If you know me, you’ll know I’m a real Google fan (cannot bring myself to use ‘fanboy’). I’ll bore you stupid with the facts and figures of their unbelievable and meteoric rise. You’ll probably try to edge towards the door when I talk to you about Jeff Jarvis‘ inspirational book ‘What Would Google Do?’.
To be fair, they are very impressive. In search at least.
They have always said ‘do one thing well’. And they do do search very well. The email, browser and maps are also excellent. And of course the reason they can do all this other stuff is due to the revolutionary way in which it monetises search. The self-serve ad platform AdWords helps them control a majority share of the world’s paid search market. And AdSense further increases reach.
They have had a few flops of course. Like Google Answers, the video player, Google Catalogue, the recent demise of Wave (which I thought was going to be excellent), Buzz (yet to flop but surely will) as well as several others.
One of the larger acquisitions was their buyout of YouTube for £883 only 18 months after its launch. I understand it wasn’t all cash but still, a good deal for those who started it.
It must be amazing to have a company which can swallow up fledgling, loss making businesses simply to stop others beating you to it. And then not to have to worry about making a profit or even any revenue. Just so as they don’t start making money and therefore less open to a take over. Anyway the subject of YouTube’s monetisation continues to spark conversation and presumably more and more head scratching and navel gazing at Mountain View. How can earth’s largest video sharing site and one which is increasingly being used more by brands, still not make money? The fact that it doesn’t matter if it doesn’t make money isn’t the point. The point is that it should be making money given its profile and following.
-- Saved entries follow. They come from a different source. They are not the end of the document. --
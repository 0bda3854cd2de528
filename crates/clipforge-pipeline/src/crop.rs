//! Crop calculation: the largest target-aspect rectangle, anchored on the
//! subject.

use tracing::debug;

use clipforge_models::{CropRegion, FormatSpec, SubjectPosition};

/// A computed crop with the scaled-space geometry the renderer's
/// `scale=...,crop=...` filter pair needs.
#[derive(Debug, Clone, PartialEq)]
pub struct CropPlan {
    /// Crop rectangle in source pixels.
    pub region: CropRegion,
    pub subject: SubjectPosition,
    /// Set when subject confidence is below the review threshold.
    pub needs_review: bool,
    /// Set when the crop is smaller than the output and must upscale.
    pub upscaled: bool,
    /// Scale factor from source to output space.
    pub scale: f64,
    /// Source dimensions after scaling.
    pub scaled_width: u32,
    pub scaled_height: u32,
    /// Crop origin after scaling; the scaled crop size is the output size.
    pub scaled_x: u32,
    pub scaled_y: u32,
}

/// Compute the crop for a source frame, subject position, and format.
///
/// The rectangle is the largest one of the target aspect that fits in the
/// source. Its position puts the subject at the format's anchor point
/// (rule-of-thirds vertical for 9:16, centre for 1:1 and 4:5), clamped to
/// the frame. Dimensions are integers with aspect error below half a
/// pixel.
pub fn calculate_crop(
    src_w: u32,
    src_h: u32,
    spec: &FormatSpec,
    subject: &SubjectPosition,
    review_confidence_threshold: f64,
) -> CropPlan {
    let target_aspect = spec.target_aspect();
    let (width, height) = fit_aspect(src_w, src_h, target_aspect);

    // Place the subject on the anchor point, clamped to the frame.
    let subject_x = subject.nx * src_w as f64;
    let subject_y = subject.ny * src_h as f64;

    let x = (subject_x - spec.subject_anchor_x * width as f64)
        .round()
        .clamp(0.0, (src_w - width) as f64) as u32;
    let y = (subject_y - spec.subject_anchor_y * height as f64)
        .round()
        .clamp(0.0, (src_h - height) as f64) as u32;

    let region = CropRegion {
        x,
        y,
        width,
        height,
    };

    let upscaled = width < spec.width || height < spec.height;
    let needs_review = subject.confidence < review_confidence_threshold;

    // Geometry in output space: scale the source so the crop rectangle
    // becomes exactly the output size.
    let scale = spec.width as f64 / width as f64;
    let scaled_width = (src_w as f64 * scale).round() as u32;
    let scaled_height = (src_h as f64 * scale).round() as u32;
    let scaled_x = ((x as f64 * scale).round() as u32).min(scaled_width.saturating_sub(spec.width));
    let scaled_y =
        ((y as f64 * scale).round() as u32).min(scaled_height.saturating_sub(spec.height));

    debug!(
        src = format!("{src_w}x{src_h}"),
        crop = format!("{width}x{height}+{x}+{y}"),
        scale = format!("{scale:.4}"),
        upscaled = upscaled,
        needs_review = needs_review,
        "Calculated crop"
    );

    CropPlan {
        region,
        subject: *subject,
        needs_review,
        upscaled,
        scale,
        scaled_width,
        scaled_height,
        scaled_x,
        scaled_y,
    }
}

/// Largest integer rectangle of `target_aspect` that fits in the source,
/// with aspect error under half a pixel.
fn fit_aspect(src_w: u32, src_h: u32, target_aspect: f64) -> (u32, u32) {
    let src_aspect = src_w as f64 / src_h as f64;

    if src_aspect > target_aspect {
        // Height-limited: full height, crop the sides.
        for dh in 0..8u32 {
            let height = src_h - dh;
            let width = (height as f64 * target_aspect).round() as u32;
            if width <= src_w && (width as f64 - height as f64 * target_aspect).abs() < 0.5 {
                return (width, height);
            }
        }
        (src_h, src_h) // unreachable for sane aspects
    } else {
        // Width-limited: full width, crop top/bottom.
        for dw in 0..8u32 {
            let width = src_w - dw;
            let height = (width as f64 / target_aspect).round() as u32;
            if height <= src_h && (width as f64 - height as f64 * target_aspect).abs() < 0.5 {
                return (width, height);
            }
        }
        (src_w, src_w)
    }
}
// ABOUTME: MCP server entry (stdio) wiring the OpenSpec core pipeline into rmcp tool handlers
// ABOUTME: Also hosts configuration loading, debug logging and on-disk project materialization

pub mod config_manager;
pub mod debug_logger;
pub mod materializer;
pub mod official_server;
pub mod prompts;

pub use config_manager::*;
pub use official_server::*;
// ABOUTME: End-to-end flows composed from the classifier, catalog, parser, analyzer, advisor and rewriter
// ABOUTME: Each flow is a pure function of its inputs plus the clock

use chrono::{DateTime, Utc};
use serde::{Deserialize, Serialize};
use tracing::debug;

use crate::advisor::advise;
use crate::classifier::classify;
use crate::compliance::analyze;
use crate::rewriter::rewrite_at;
use crate::spec_parser::parse;
use crate::templates::resolve;
use crate::types::{
    ComplianceReport, ProjectType, RequirementProfile, SpecRequirements, SuggestionList,
    TemplateBundle,
};

/// Classified requirements together with the bundle chosen for them.
#[derive(Debug, Clone, PartialEq)]
pub struct GeneratedSpec {
    pub profile: RequirementProfile,
    pub bundle: TemplateBundle,
}

/// Classify `requirements` and pick its template bundle. An explicit type
/// replaces the classified one before selection.
pub fn generate_spec(requirements: &str, explicit_type: Option<ProjectType>) -> GeneratedSpec {
    let mut profile = classify(requirements);
    if let Some(project_type) = explicit_type {
        if project_type != profile.project_type {
            debug!(
                "Overriding classified type {} with {}",
                profile.project_type, project_type
            );
        }
        profile.project_type = project_type;
    }
    let bundle = resolve(profile.project_type, &profile);
    GeneratedSpec { profile, bundle }
}

/// Everything the optimization flow produces for one request.
#[derive(Debug, Clone, PartialEq, Eq, Serialize, Deserialize)]
pub struct OptimizationOutcome {
    pub spec: SpecRequirements,
    pub report: ComplianceReport,
    pub suggestions: SuggestionList,
    pub optimized_code: String,
}

pub fn optimize(code: &str, spec_text: &str, feedback: Option<&str>) -> OptimizationOutcome {
    optimize_at(code, spec_text, feedback, Utc::now())
}

/// parse -> analyze -> advise -> rewrite, with a fixed header timestamp.
pub fn optimize_at(
    code: &str,
    spec_text: &str,
    feedback: Option<&str>,
    timestamp: DateTime<Utc>,
) -> OptimizationOutcome {
    let spec = parse(spec_text);
    let report = analyze(code, &spec);
    let suggestions = advise(&report, feedback, &spec);
    let optimized_code = rewrite_at(code, &suggestions, timestamp);

    OptimizationOutcome {
        spec,
        report,
        suggestions,
        optimized_code,
    }
}

#[cfg(test)]
mod tests {
    use super::*;
    use crate::types::SuggestionCategory;
    use chrono::TimeZone;

    #[test]
    fn explicit_type_selects_static_bundle() {
        let generated = generate_spec("随便做点什么", Some(ProjectType::Blog));
        assert_eq!(generated.profile.project_type, ProjectType::Blog);
        assert_eq!(generated.bundle.name, "博客系统");
    }

    #[test]
    fn explicit_type_without_bundle_is_synthesized_under_that_type() {
        let generated = generate_spec("一个博客", Some(ProjectType::Social));
        assert_eq!(generated.bundle.name, "自定义项目");
        assert!(generated.bundle.spec_text.contains("social"));
    }

    #[test]
    fn classified_type_is_used_without_override() {
        let generated = generate_spec("电商购物网站", None);
        assert_eq!(generated.profile.project_type, ProjectType::Ecommerce);
        assert_eq!(generated.bundle.name, "电商平台");
    }

    #[test]
    fn optimize_runs_every_stage() {
        let at = Utc.with_ymd_and_hms(2024, 5, 1, 12, 0, 0).unwrap();
        let outcome = optimize_at(
            "const q = \"SELECT * FROM users WHERE id = '\" + id + \"'\";",
            "## API\n- `GET /api/users`\n",
            None,
            at,
        );
        assert_eq!(outcome.spec.endpoints.len(), 1);
        assert_eq!(outcome.report.compliance_score, 25);
        assert_eq!(
            outcome.suggestions.first().map(|s| s.category),
            Some(SuggestionCategory::ErrorHandling)
        );
        assert!(outcome.optimized_code.starts_with("/**\n * Optimized function"));
        assert!(outcome.optimized_code.contains("try {"));
        assert!(outcome.optimized_code.contains("// Input validation"));
        assert!(outcome
            .optimized_code
            .contains("SELECT * FROM users WHERE id = \" + id + \""));
    }
}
So when I saw this video I felt something similar to relief. Not that I stand to gain anything from Google adding to their profitable business but for a while I’ve been waiting to see what they’ll do. YouTube is simply a media platform and those have been monetised successfully for hundreds of years. Sides of buses, billboards, magazines, tv and even good old fashioned websites. I have no idea how much Tippex paid for the takeover but I think it was brilliant and like most things that are so, it was simple. And presumably, significantly cheaper than making yet another tv ad.
So hats off to Tippex for trying something new and I hope that poor old Google made a bit out of the deal too.